La plus haute juridiction de l’ordre judiciaire français a en effet rendu un arrêt le 17 octobre 2018 dans lequel elle dit que “l’amnésie traumatique (...) ne peut être considérée comme constituant un obstacle de fait insurmontable et assimilable à la force majeure ayant pu suspendre le délai de prescription”.

“Il faudrait former les magistrats à comprendre ce qu’est l’amnésie traumatique”, plaide Audrey Darsonville. Il est difficile d’en déterminer le début et la fin, mais on pourrait dire que la prescription reprend au moment où l’expert psychiatrique détermine que la mémoire revient”.


Un seuil de non-consentement à 13 ou 15 ans ?

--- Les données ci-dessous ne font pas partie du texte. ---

// ============================================================================
// pulse-cells - Core Module
// Fundamental types and thread-local context for the cell graph
// ============================================================================

pub mod context;
pub mod types;

// Re-export commonly used items
pub use context::{with_context, CellContext};
pub use types::{CellInner, ObserverFn, SubscriberKey};
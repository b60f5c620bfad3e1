// ============================================================================
// pulse-cells - Type Definitions
// Keys, callback aliases, and the cell storage behind ReactiveCell<T>
// ============================================================================

use std::cell::{Cell, RefCell};
use std::rc::Rc;

use super::context::mint_key;

// =============================================================================
// KEYS
// =============================================================================

/// Opaque handle returned by `ReactiveCell::subscribe`.
///
/// Keys are minted from a thread-local monotonic counter, so a key is unique
/// within the thread and is never reused. Passing a key to the wrong cell's
/// `unsubscribe` is a silent no-op.
#[derive(Debug, Clone, Copy, PartialEq, Eq, Hash)]
pub struct SubscriberKey(u64);

impl SubscriberKey {
    pub(crate) fn mint() -> Self {
        Self(mint_key())
    }
}

/// Internal handle for a propagation edge (parent -> derived child link).
///
/// Same key space as `SubscriberKey`, but edges are managed by the derivation
/// operators, never by external code.
#[derive(Debug, Clone, Copy, PartialEq, Eq, Hash)]
pub(crate) struct DependentKey(u64);

impl DependentKey {
    pub(crate) fn mint() -> Self {
        Self(mint_key())
    }
}

// =============================================================================
// CALLBACK ALIASES
// =============================================================================

/// An external observer registered via `subscribe`.
pub type ObserverFn<T> = Rc<dyn Fn(&T)>;

/// A propagation edge into a derived cell.
///
/// The edge receives the parent's new value and pushes the recomputed value
/// into the child. Returning `false` tells the parent the edge is defunct
/// (the child was detached) and should be pruned.
pub(crate) type DependentFn<T> = Rc<dyn Fn(&T) -> bool>;

// =============================================================================
// CELL INNER (the data behind ReactiveCell<T>)
// =============================================================================

/// The internal storage for a reactive cell.
///
/// This is separate from `ReactiveCell<T>` so that propagation edges can hold
/// `Rc<CellInner<T>>` directly: an edge stored in a parent owns its child's
/// inner, while the child holds no reference back to the parent. The edge
/// direction keeps the graph acyclic in `Rc` terms.
pub struct CellInner<T> {
    /// The current value
    value: RefCell<T>,

    /// External observers, kept in registration order
    subscribers: RefCell<Vec<(SubscriberKey, ObserverFn<T>)>>,

    /// Propagation edges into derived cells, kept in registration order
    dependents: RefCell<Vec<(DependentKey, DependentFn<T>)>>,

    /// Whether this cell still participates in the propagation graph
    attached: Cell<bool>,
}

impl<T> CellInner<T> {
    /// Create a new cell holding the given value, attached, with no
    /// subscribers and no dependents.
    pub fn new(value: T) -> Self {
        Self {
            value: RefCell::new(value),
            subscribers: RefCell::new(Vec::new()),
            dependents: RefCell::new(Vec::new()),
            attached: Cell::new(true),
        }
    }

    // =========================================================================
    // VALUE ACCESS
    // =========================================================================

    /// Get the current value (cloning).
    pub fn get(&self) -> T
    where
        T: Clone,
    {
        self.value.borrow().clone()
    }

    /// Get the current value, or `None` if it is exclusively borrowed.
    pub fn try_get(&self) -> Option<T>
    where
        T: Clone,
    {
        self.value.try_borrow().ok().map(|v| v.clone())
    }

    /// Access the current value with a closure (avoids cloning).
    pub fn with<R>(&self, f: impl FnOnce(&T) -> R) -> R {
        f(&self.value.borrow())
    }

    /// Store a new value without notifying anyone.
    ///
    /// Fan-out is the caller's responsibility (see `reactivity::propagation`);
    /// keeping the write separate is what makes the update atomic with
    /// respect to observers.
    pub(crate) fn store(&self, value: T) {
        *self.value.borrow_mut() = value;
    }

    // =========================================================================
    // SUBSCRIBERS
    // =========================================================================

    /// Register an external observer. The observer is NOT invoked here; it
    /// only fires on subsequent updates.
    pub fn subscribe(&self, observer: ObserverFn<T>) -> SubscriberKey {
        let key = SubscriberKey::mint();
        self.subscribers.borrow_mut().push((key, observer));
        key
    }

    /// Remove the observer registered under `key`. Unknown keys are ignored.
    pub fn unsubscribe(&self, key: SubscriberKey) {
        self.subscribers.borrow_mut().retain(|(k, _)| *k != key);
    }

    /// Remove every external observer. Propagation edges are unaffected.
    pub fn unsubscribe_all(&self) {
        self.subscribers.borrow_mut().clear();
    }

    /// Number of registered external observers.
    pub fn subscriber_count(&self) -> usize {
        self.subscribers.borrow().len()
    }

    /// Clone out the subscriber list so callbacks can run without holding
    /// the `RefCell` borrow (an observer may subscribe or unsubscribe on
    /// this same cell while it runs).
    pub(crate) fn snapshot_subscribers(&self) -> Vec<(SubscriberKey, ObserverFn<T>)> {
        self.subscribers.borrow().clone()
    }

    // =========================================================================
    // DEPENDENTS (derivation edges)
    // =========================================================================

    /// Register a propagation edge into a derived cell.
    ///
    /// A detached cell accepts the call but registers nothing: deriving from
    /// it yields a child frozen at its construction-time snapshot. The
    /// minted key is still returned; removing it later is the usual no-op.
    pub(crate) fn add_dependent(&self, edge: DependentFn<T>) -> DependentKey {
        let key = DependentKey::mint();
        if self.attached.get() {
            self.dependents.borrow_mut().push((key, edge));
        }
        key
    }

    /// Remove a single propagation edge. Unknown keys are ignored.
    pub(crate) fn remove_dependent(&self, key: DependentKey) {
        self.dependents.borrow_mut().retain(|(k, _)| *k != key);
    }

    /// Remove a batch of defunct edges after a fan-out pass.
    pub(crate) fn remove_dependents(&self, keys: &[DependentKey]) {
        if keys.is_empty() {
            return;
        }
        self.dependents.borrow_mut().retain(|(k, _)| !keys.contains(k));
    }

    /// Number of live propagation edges out of this cell.
    pub fn dependent_count(&self) -> usize {
        self.dependents.borrow().len()
    }

    /// Clone out the edge list, same borrow-safety reasoning as
    /// `snapshot_subscribers` (an edge may add further edges while it runs,
    /// e.g. a derivation performed inside an observer).
    pub(crate) fn snapshot_dependents(&self) -> Vec<(DependentKey, DependentFn<T>)> {
        self.dependents.borrow().clone()
    }

    // =========================================================================
    // LIFECYCLE
    // =========================================================================

    /// Sever this cell from the propagation graph. Irreversible.
    ///
    /// Clears the outgoing edge list (releasing ownership of derived
    /// children) and marks the cell detached so that edges targeting it
    /// prune themselves on the next upstream fire. Returns `false` if the
    /// cell was already detached.
    pub fn detach(&self) -> bool {
        if !self.attached.get() {
            return false;
        }
        self.attached.set(false);
        self.dependents.borrow_mut().clear();
        true
    }

    /// Whether this cell still participates in propagation.
    pub fn is_attached(&self) -> bool {
        self.attached.get()
    }
}

// =============================================================================
// TESTS
// =============================================================================
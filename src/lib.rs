// ============================================================================
// pulse-cells - Push-Based Reactive Cells for Rust
// ============================================================================
//
// A reactive cell is a mutable container whose value changes can be observed
// (subscribe/unsubscribe) and can drive derived cells (map/apply/flat_map).
// Propagation is synchronous and push-based: a set_value call stores the new
// value, notifies subscribers in registration order, then pushes into every
// derived child recursively, all before returning. detach() severs a cell
// from the derivation graph permanently.
// ============================================================================

pub mod core;
pub mod macros;
pub mod primitives;
pub mod reactivity;

// Re-export core items at crate root for ergonomic access
pub use crate::core::context::{with_context, CellContext};
pub use crate::core::types::{CellInner, ObserverFn, SubscriberKey};

// Re-export primitives at crate root
pub use crate::primitives::cell::{cell, ReactiveCell};

// =============================================================================
// TESTS
// =============================================================================
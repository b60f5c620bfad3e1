// ============================================================================
// pulse-cells - Derivation Operators
// map / apply / flat_map - derived cells kept in sync by propagation edges
// ============================================================================
//
// All three operators reduce to the same mechanism: construct a child cell
// from a snapshot of the source(s), then register a propagation edge on each
// source that recomputes the child and fans out from it. The edge owns the
// child's inner, so intermediate derived cells (e.g. the partially-applied
// cell in `f.apply(&x).apply(&y)`) stay alive as long as an ancestor does;
// the child never references its parent, keeping the graph acyclic.
// ============================================================================

use std::cell::RefCell;
use std::rc::Rc;

use crate::core::types::{CellInner, DependentKey};
use crate::primitives::cell::ReactiveCell;
use crate::reactivity::propagate;

// =============================================================================
// MAP
// =============================================================================

impl<T: 'static> ReactiveCell<T> {
    /// Create a cell whose value is `f` applied to this cell's value.
    ///
    /// The child is initialized from the current value and recomputed on
    /// every subsequent update of this cell, then fans out to its own
    /// subscribers and dependents transitively. Chains arbitrarily deep.
    ///
    /// # Example
    ///
    /// ```
    /// use pulse_cells::cell;
    ///
    /// let count = cell(10);
    /// let doubled = count.map(|n| n * 2);
    /// assert_eq!(doubled.get(), 20);
    ///
    /// count.set_value(|n| n + 5);
    /// assert_eq!(doubled.get(), 30);
    /// ```
    pub fn map<U, F>(&self, f: F) -> ReactiveCell<U>
    where
        U: Clone + 'static,
        F: Fn(&T) -> U + 'static,
    {
        let child = Rc::new(CellInner::new(self.inner().with(|v| f(v))));

        let target = Rc::clone(&child);
        self.inner().add_dependent(Rc::new(move |parent: &T| {
            if !target.is_attached() {
                return false;
            }
            target.store(f(parent));
            propagate(&target);
            true
        }));

        ReactiveCell::from_inner(child)
    }

    /// Create a cell that re-binds to the cell returned by `f`.
    ///
    /// The child is initialized from `f(current).get()`. When THIS cell
    /// changes, `f` runs again and the child re-binds to the freshly
    /// returned inner cell, dropping the edge on the previous inner cell so
    /// stale subscriptions never accumulate. Changes to the current inner
    /// cell alone also reach the child.
    ///
    /// # Example
    ///
    /// ```
    /// use pulse_cells::cell;
    ///
    /// let outer = cell(1);
    /// let derived = outer.flat_map(|n| cell(n * 100));
    /// assert_eq!(derived.get(), 100);
    ///
    /// outer.set_value(|_| 2);
    /// assert_eq!(derived.get(), 200);
    /// ```
    pub fn flat_map<U, F>(&self, f: F) -> ReactiveCell<U>
    where
        U: Clone + 'static,
        F: Fn(&T) -> ReactiveCell<U> + 'static,
    {
        let first = self.inner().with(|v| f(v));
        let child = Rc::new(CellInner::new(first.inner().get()));

        let key = bind_inner(&first, &child);
        let binding = RefCell::new(InnerBinding { source: first, key });

        let target = Rc::clone(&child);
        self.inner().add_dependent(Rc::new(move |outer: &T| {
            if !target.is_attached() {
                // Unhook from the current inner cell as well.
                let bound = binding.borrow();
                bound.source.inner().remove_dependent(bound.key);
                return false;
            }

            let next = f(outer);
            let next_key = bind_inner(&next, &target);
            let previous = {
                let mut bound = binding.borrow_mut();
                std::mem::replace(
                    &mut *bound,
                    InnerBinding {
                        source: next.clone(),
                        key: next_key,
                    },
                )
            };
            previous.source.inner().remove_dependent(previous.key);

            target.store(next.inner().get());
            propagate(&target);
            true
        }));

        ReactiveCell::from_inner(child)
    }
}

/// The child's current link to an inner cell produced by `flat_map`'s
/// function. Holding the source handle keeps a freshly-created inner cell
/// alive for as long as the binding stands.
struct InnerBinding<U: 'static> {
    source: ReactiveCell<U>,
    key: DependentKey,
}

/// Forward an inner cell's updates into the `flat_map` child.
fn bind_inner<U: Clone + 'static>(
    source: &ReactiveCell<U>,
    target: &Rc<CellInner<U>>,
) -> DependentKey {
    let target = Rc::clone(target);
    source.inner().add_dependent(Rc::new(move |value: &U| {
        if !target.is_attached() {
            return false;
        }
        target.store(value.clone());
        propagate(&target);
        true
    }))
}

// =============================================================================
// APPLY
// =============================================================================

impl<F: 'static> ReactiveCell<F> {
    /// Combine a cell of functions with a cell of arguments.
    ///
    /// The child holds `function(argument)` and recomputes when EITHER
    /// source changes, reapplying the possibly-updated function to the
    /// possibly-updated argument. Currying combines any number of
    /// independent cells into one derived value.
    ///
    /// Each edge references the opposite source weakly; if one source is
    /// dropped, the combination silently freezes at its last value.
    ///
    /// # Example
    ///
    /// ```
    /// use pulse_cells::cell;
    ///
    /// let add = cell(|a: &i32| {
    ///     let a = *a;
    ///     move |b: &i32| a + b
    /// });
    /// let x = cell(10);
    /// let y = cell(20);
    ///
    /// let sum = add.apply(&x).apply(&y);
    /// assert_eq!(sum.get(), 30);
    ///
    /// x.set_value(|_| 15);
    /// assert_eq!(sum.get(), 35);
    /// ```
    pub fn apply<A, B>(&self, argument: &ReactiveCell<A>) -> ReactiveCell<B>
    where
        F: Fn(&A) -> B,
        A: 'static,
        B: Clone + 'static,
    {
        let initial = self.inner().with(|f| argument.inner().with(|a| f(a)));
        let child = Rc::new(CellInner::new(initial));

        // Function-side edge: a new function arrived, read the argument
        // through a weak reference.
        {
            let arg_weak = Rc::downgrade(argument.inner());
            let target = Rc::clone(&child);
            self.inner().add_dependent(Rc::new(move |func: &F| {
                if !target.is_attached() {
                    return false;
                }
                let Some(arg) = arg_weak.upgrade() else {
                    return false;
                };
                target.store(arg.with(|a| func(a)));
                propagate(&target);
                true
            }));
        }

        // Argument-side edge: a new argument arrived, read the function
        // through a weak reference.
        {
            let func_weak = Rc::downgrade(self.inner());
            let target = Rc::clone(&child);
            argument.inner().add_dependent(Rc::new(move |arg: &A| {
                if !target.is_attached() {
                    return false;
                }
                let Some(func) = func_weak.upgrade() else {
                    return false;
                };
                target.store(func.with(|f| f(arg)));
                propagate(&target);
                true
            }));
        }

        ReactiveCell::from_inner(child)
    }
}

// =============================================================================
// TESTS
// =============================================================================
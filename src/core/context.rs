// ============================================================================
// pulse-cells - Cell Context
// Thread-local state shared by every cell on the thread
// ============================================================================

use std::cell::Cell;

// =============================================================================
// CELL CONTEXT
// =============================================================================

/// Thread-local context holding the key allocator.
///
/// Subscriber and edge keys come from one monotonic counter per thread, so a
/// key identifies its registration across every cell on the thread and is
/// never reused. Cells themselves are single-threaded (`Rc`-based), so a
/// plain `Cell<u64>` is sufficient.
pub struct CellContext {
    /// Next key handed out to a subscriber or a propagation edge
    next_key: Cell<u64>,
}

impl CellContext {
    fn new() -> Self {
        Self {
            next_key: Cell::new(1),
        }
    }

    /// Hand out a fresh key. Keys start at 1; 0 is never minted.
    pub fn mint_key(&self) -> u64 {
        let key = self.next_key.get();
        self.next_key.set(key + 1);
        key
    }

    /// How many keys this thread has minted so far.
    pub fn keys_minted(&self) -> u64 {
        self.next_key.get() - 1
    }
}

impl Default for CellContext {
    fn default() -> Self {
        Self::new()
    }
}

thread_local! {
    static CONTEXT: CellContext = CellContext::new();
}

/// Run a closure with access to the thread-local context.
pub fn with_context<R>(f: impl FnOnce(&CellContext) -> R) -> R {
    CONTEXT.with(|ctx| f(ctx))
}

/// Mint a fresh key from the thread-local allocator.
pub(crate) fn mint_key() -> u64 {
    with_context(|ctx| ctx.mint_key())
}

// =============================================================================
// TESTS
// =============================================================================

Une autre proposition est régulièrement suggérée pour protéger les victimes: inscrire dans la loi un seuil irréfragable de non-consentement, c’est-à-dire un âge en dessous duquel un enfant ne peut consentir à un rapport sexuel. Concrètement, le simple fait d’établir les faits, donc le rapport sexuel, suffirait à qualifier l’infraction de viol ou d’agression sexuelle. Une proposition de loi de la centriste Annick Billon, visant à inscrire l’âge de 13 ans dans la loi, est d’ailleurs discutée ce jeudi 21 janvier au Sénat.